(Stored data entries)
━━━━━━━━━━

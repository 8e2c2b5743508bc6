use crate::config::AdminConfig;
use crate::entities::staff_user_entity as staff_users;
use crate::error::{AppError, AppResult};
use crate::models::*;
use crate::utils::{JwtService, hash_password, validate_password, verify_password};
use chrono::Utc;
use sea_orm::{
    ActiveModelTrait, ColumnTrait, DatabaseConnection, EntityTrait, IntoActiveModel,
    PaginatorTrait, QueryFilter, Set,
};

const BAD_CREDENTIALS: &str = "Invalid email or password";

#[derive(Clone)]
pub struct AuthService {
    pool: DatabaseConnection,
    jwt_service: JwtService,
}

impl AuthService {
    pub fn new(pool: DatabaseConnection, jwt_service: JwtService) -> Self {
        Self { pool, jwt_service }
    }

    pub async fn login(&self, request: LoginRequest) -> AppResult<AuthResponse> {
        let email = request.email.trim().to_lowercase();
        let staff = staff_users::Entity::find()
            .filter(staff_users::Column::Email.eq(email.as_str()))
            .one(&self.pool)
            .await?
            .ok_or_else(|| AppError::AuthError(BAD_CREDENTIALS.to_string()))?;

        if !verify_password(&request.password, &staff.password_hash)? {
            return Err(AppError::AuthError(BAD_CREDENTIALS.to_string()));
        }
        if !staff.is_active {
            return Err(AppError::AuthError("Account is disabled".to_string()));
        }

        let access_token = self.jwt_service.generate_access_token(staff.id, &staff.email)?;
        let refresh_token = self.jwt_service.generate_refresh_token(staff.id, &staff.email)?;

        let mut am = staff.into_active_model();
        am.last_login = Set(Some(Utc::now()));
        let staff = am.update(&self.pool).await?;
        log::info!("Staff {} logged in", staff.email);

        Ok(AuthResponse {
            staff: StaffResponse::from(staff),
            access_token,
            refresh_token,
            expires_in: self.jwt_service.get_access_token_expires_in(),
        })
    }

    pub async fn refresh_token(&self, refresh_token: &str) -> AppResult<RefreshResponse> {
        let claims = self.jwt_service.verify_refresh_token(refresh_token)?;
        let staff_id: i64 = claims
            .sub
            .parse()
            .map_err(|_| AppError::AuthError("Invalid token".to_string()))?;

        let staff = self.get_staff(staff_id).await?;
        if !staff.is_active {
            return Err(AppError::AuthError("Account is disabled".to_string()));
        }
        let access_token = self.jwt_service.generate_access_token(staff.id, &staff.email)?;

        Ok(RefreshResponse {
            access_token,
            expires_in: self.jwt_service.get_access_token_expires_in(),
        })
    }

    pub async fn get_staff(&self, staff_id: i64) -> AppResult<staff_users::Model> {
        staff_users::Entity::find_by_id(staff_id)
            .one(&self.pool)
            .await?
            .ok_or_else(|| AppError::AuthError("Staff user not found".to_string()))
    }

    /// Loads the caller and checks it may modify subscriber data.
    pub async fn require_manager(&self, staff_id: i64) -> AppResult<staff_users::Model> {
        let staff = self.get_staff(staff_id).await?;
        if !staff.can_manage() {
            log::warn!("Staff {} lacks subscriber management rights", staff.email);
            return Err(AppError::PermissionDenied);
        }
        Ok(staff)
    }

    /// Creates the configured admin account when no staff user exists yet.
    pub async fn bootstrap_admin(
        &self,
        admin: &AdminConfig,
    ) -> AppResult<Option<staff_users::Model>> {
        if staff_users::Entity::find().count(&self.pool).await? > 0 {
            return Ok(None);
        }
        let email = admin.email.trim().to_lowercase();
        if email.is_empty() {
            return Err(AppError::ConfigError("admin.email is empty".to_string()));
        }
        validate_password(&admin.password, &email)?;

        let staff = staff_users::ActiveModel {
            email: Set(email),
            password_hash: Set(hash_password(&admin.password)?),
            first_name: Set(admin.first_name.clone()),
            last_name: Set(admin.last_name.clone()),
            is_active: Set(true),
            is_staff: Set(true),
            read_only: Set(false),
            subscribers_management: Set(true),
            reporting_and_monitoring: Set(true),
            date_joined: Set(Utc::now()),
            last_login: Set(None),
            ..Default::default()
        }
        .insert(&self.pool)
        .await?;
        log::info!("Bootstrapped admin staff user {}", staff.email);
        Ok(Some(staff))
    }
}

#[cfg(test)]
mod tests {
    use super::*;
    use crate::database::test_pool;

    fn admin() -> AdminConfig {
        AdminConfig {
            email: "Admin@Example.com".into(),
            password: "Password123".into(),
            first_name: "Site".into(),
            last_name: "Admin".into(),
        }
    }

    fn service(pool: DatabaseConnection) -> AuthService {
        AuthService::new(pool, JwtService::new("test-secret", 3600, 7200))
    }

    #[tokio::test]
    async fn test_bootstrap_and_login() {
        let service = service(test_pool().await);
        let created = service.bootstrap_admin(&admin()).await.unwrap().unwrap();
        assert_eq!(created.email, "admin@example.com");
        assert!(created.can_manage());
        assert!(service.bootstrap_admin(&admin()).await.unwrap().is_none());

        let auth = service
            .login(LoginRequest {
                email: "admin@example.com".into(),
                password: "Password123".into(),
            })
            .await
            .unwrap();
        assert_eq!(auth.staff.full_name, "Site Admin");
        assert!(auth.staff.last_login.is_some());

        let refreshed = service.refresh_token(&auth.refresh_token).await.unwrap();
        assert_eq!(refreshed.expires_in, 3600);
        assert!(service.refresh_token(&auth.access_token).await.is_err());

        let err = service
            .login(LoginRequest {
                email: "admin@example.com".into(),
                password: "wrong".into(),
            })
            .await
            .unwrap_err();
        assert!(matches!(err, AppError::AuthError(_)));
    }

    #[tokio::test]
    async fn test_bootstrap_rejects_password_built_from_email() {
        let service = service(test_pool().await);
        let weak = AdminConfig {
            password: "Admin2024x".into(),
            ..admin()
        };
        assert!(matches!(
            service.bootstrap_admin(&weak).await,
            Err(AppError::ValidationError(_))
        ));
        assert!(service.bootstrap_admin(&admin()).await.unwrap().is_some());
    }

    #[tokio::test]
    async fn test_require_manager() {
        let pool = test_pool().await;
        let service = service(pool.clone());
        let admin = service.bootstrap_admin(&admin()).await.unwrap().unwrap();
        assert!(service.require_manager(admin.id).await.is_ok());

        let viewer = staff_users::ActiveModel {
            email: Set("viewer@example.com".into()),
            password_hash: Set("x".into()),
            first_name: Set("View".into()),
            last_name: Set("Only".into()),
            is_active: Set(true),
            is_staff: Set(false),
            read_only: Set(true),
            subscribers_management: Set(false),
            reporting_and_monitoring: Set(true),
            date_joined: Set(Utc::now()),
            last_login: Set(None),
            ..Default::default()
        }
        .insert(&pool)
        .await
        .unwrap();
        assert!(matches!(
            service.require_manager(viewer.id).await,
            Err(AppError::PermissionDenied)
        ));
        assert!(matches!(
            service.require_manager(999).await,
            Err(AppError::AuthError(_))
        ));
    }
}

━━━━━━━━━━

YOUR INSTRUCTIONS
Transcribe all entries word for word.

WRITTEN ANSWER
repository 8e2c2b5743508bc6
use crate::config::AdminConfig;
use crate::entities::staff_user_entity as staff_users;
use crate::error::{AppError, AppResult};
use crate::models::*;
use crate::utils::{JwtService, hash_password, validate_password, verify_password};
use chrono::Utc;
use sea_orm::{
    ActiveModelTrait, ColumnTrait, DatabaseConnection, EntityTrait, IntoActiveModel,
    PaginatorTrait, QueryFilter, Set,
};

const BAD_CREDENTIALS: &str = "Invalid email or password";

#[derive(Clone)]
pub struct AuthService {
    pool: DatabaseConnection,
    jwt_service: JwtService,
}

impl AuthService {
    pub fn new(pool: DatabaseConnection, jwt_service: JwtService) -> Self {
        Self { pool, jwt_service }
    }

    pub async fn login(&self, request: LoginRequest) -> AppResult<AuthResponse> {
        let email = request.email.trim().to_lowercase();
        let staff = staff_users::Entity::find()
            .filter(staff_users::Column::Email.eq(email.as_str()))
            .one(&self.pool)
            .await?
            .ok_or_else(|| AppError::AuthError(BAD_CREDENTIALS.to_string()))?;

        if !verify_password(&request.password, &staff.password_hash)? {
            return Err(AppError::AuthError(BAD_CREDENTIALS.to_string()));
        }
        if !staff.is_active {
            return Err(AppError::AuthError("Account is disabled".to_string()));
        }

        let access_token = self.jwt_service.generate_access_token(staff.id, &staff.email)?;
        let refresh_token = self.jwt_service.generate_refresh_token(staff.id, &staff.email)?;

        let mut am = staff.into_active_model();
        am.last_login = Set(Some(Utc::now()));
        let staff = am.update(&self.pool).await?;
        log::info!("Staff {} logged in", staff.email);

        Ok(AuthResponse {
            staff: StaffResponse::from(staff),
            access_token,
            refresh_token,
            expires_in: self.jwt_service.get_access_token_expires_in(),
        })
    }

    pub async fn refresh_token(&self, refresh_token: &str) -> AppResult<RefreshResponse> {
        let claims = self.jwt_service.verify_refresh_token(refresh_token)?;
        let staff_id: i64 = claims
            .sub
            .parse()
            .map_err(|_| AppError::AuthError("Invalid token".to_string()))?;

        let staff = self.get_staff(staff_id).await?;
        if !staff.is_active {
            return Err(AppError::AuthError("Account is disabled".to_string()));
        }
        let access_token = self.jwt_service.generate_access_token(staff.id, &staff.email)?;

        Ok(RefreshResponse {
            access_token,
            expires_in: self.jwt_service.get_access_token_expires_in(),
        })
    }

    pub async fn get_staff(&self, staff_id: i64) -> AppResult<staff_users::Model> {
        staff_users::Entity::find_by_id(staff_id)
            .one(&self.pool)
            .await?
            .ok_or_else(|| AppError::AuthError("Staff user not found".to_string()))
    }

    /// Loads the caller and checks it may modify subscriber data.
    pub async fn require_manager(&self, staff_id: i64) -> AppResult<staff_users::Model> {
        let staff = self.get_staff(staff_id).await?;
        if !staff.can_manage() {
            log::warn!("Staff {} lacks subscriber management rights", staff.email);
            return Err(AppError::PermissionDenied);
        }
        Ok(staff)
    }

    /// Creates the configured admin account when no staff user exists yet.
    pub async fn bootstrap_admin(
        &self,
        admin: &AdminConfig,
    ) -> AppResult<Option<staff_users::Model>> {
        if staff_users::Entity::find().count(&self.pool).await? > 0 {
            return Ok(None);
        }
        let email = admin.email.trim().to_lowercase();
        if email.is_empty() {
            return Err(AppError::ConfigError("admin.email is empty".to_string()));
        }
        validate_password(&admin.password, &email)?;

        let staff = staff_users::ActiveModel {
            email: Set(email),
            password_hash: Set(hash_password(&admin.password)?),
            first_name: Set(admin.first_name.clone()),
            last_name: Set(admin.last_name.clone()),
            is_active: Set(true),
            is_staff: Set(true),
            read_only: Set(false),
            subscribers_management: Set(true),
            reporting_and_monitoring: Set(true),
            date_joined: Set(Utc::now()),
            last_login: Set(None),
            ..Default::default()
        }
        .insert(&self.pool)
        .await?;
        log::info!("Bootstrapped admin staff user {}", staff.email);
        Ok(Some(staff))
    }
}

#[cfg(test)]
mod tests {
    use super::*;
    use crate::database::test_pool;

    fn admin() -> AdminConfig {
        AdminConfig {
            email: "Admin@Example.com".into(),
            password: "Password123".into(),
            first_name: "Site".into(),
            last_name: "Admin".into(),
        }
    }

    fn service(pool: DatabaseConnection) -> AuthService {
        AuthService::new(pool, JwtService::new("test-secret", 3600, 7200))
    }

    #[tokio::test]
    async fn test_bootstrap_and_login() {
        let service = service(test_pool().await);
        let created = service.bootstrap_admin(&admin()).await.unwrap().unwrap();
        assert_eq!(created.email, "admin@example.com");
        assert!(created.can_manage());
        assert!(service.bootstrap_admin(&admin()).await.unwrap().is_none());

        let auth = service
            .login(LoginRequest {
                email: "admin@example.com".into(),
                password: "Password123".into(),
            })
            .await
            .unwrap();
        assert_eq!(auth.staff.full_name, "Site Admin");
        assert!(auth.staff.last_login.is_some());

        let refreshed = service.refresh_token(&auth.refresh_token).await.unwrap();
        assert_eq!(refreshed.expires_in, 3600);
        assert!(service.refresh_token(&auth.access_token).await.is_err());

        let err = service
            .login(LoginRequest {
                email: "admin@example.com".into(),
                password: "wrong".into(),
            })
            .await
            .unwrap_err();
        assert!(matches!(err, AppError::AuthError(_)));
    }

    #[tokio::test]
    async fn test_bootstrap_rejects_password_built_from_email() {
        let service = service(test_pool().await);
        let weak = AdminConfig {
            password: "Admin2024x".into(),
            ..admin()
        };
        assert!(matches!(
            service.bootstrap_admin(&weak).await,
            Err(AppError::ValidationError(_))
        ));
        assert!(service.bootstrap_admin(&admin()).await.unwrap().is_some());
    }

    #[tokio::test]
    async fn test_require_manager() {
        let pool = test_pool().await;
        let service = service(pool.clone());
        let admin = service.bootstrap_admin(&admin()).await.unwrap().unwrap();
        assert!(service.require_manager(admin.id).await.is_ok());

        let viewer = staff_users::ActiveModel {
            email: Set("viewer@example.com".into()),
            password_hash: Set("x".into()),
            first_name: Set("View".into()),
            last_name: Set("Only".into()),
            is_active: Set(true),
            is_staff: Set(false),
            read_only: Set(true),
            subscribers_management: Set(false),
            reporting_and_monitoring: Set(true),
            date_joined: Set(Utc::now()),
            last_login: Set(None),
            ..Default::default()
        }
        .insert(&pool)
        .await
        .unwrap();
        assert!(matches!(
            service.require_manager(viewer.id).await,
            Err(AppError::PermissionDenied)
        ));
        assert!(matches!(
            service.require_manager(999).await,
            Err(AppError::AuthError(_))
        ));
    }
}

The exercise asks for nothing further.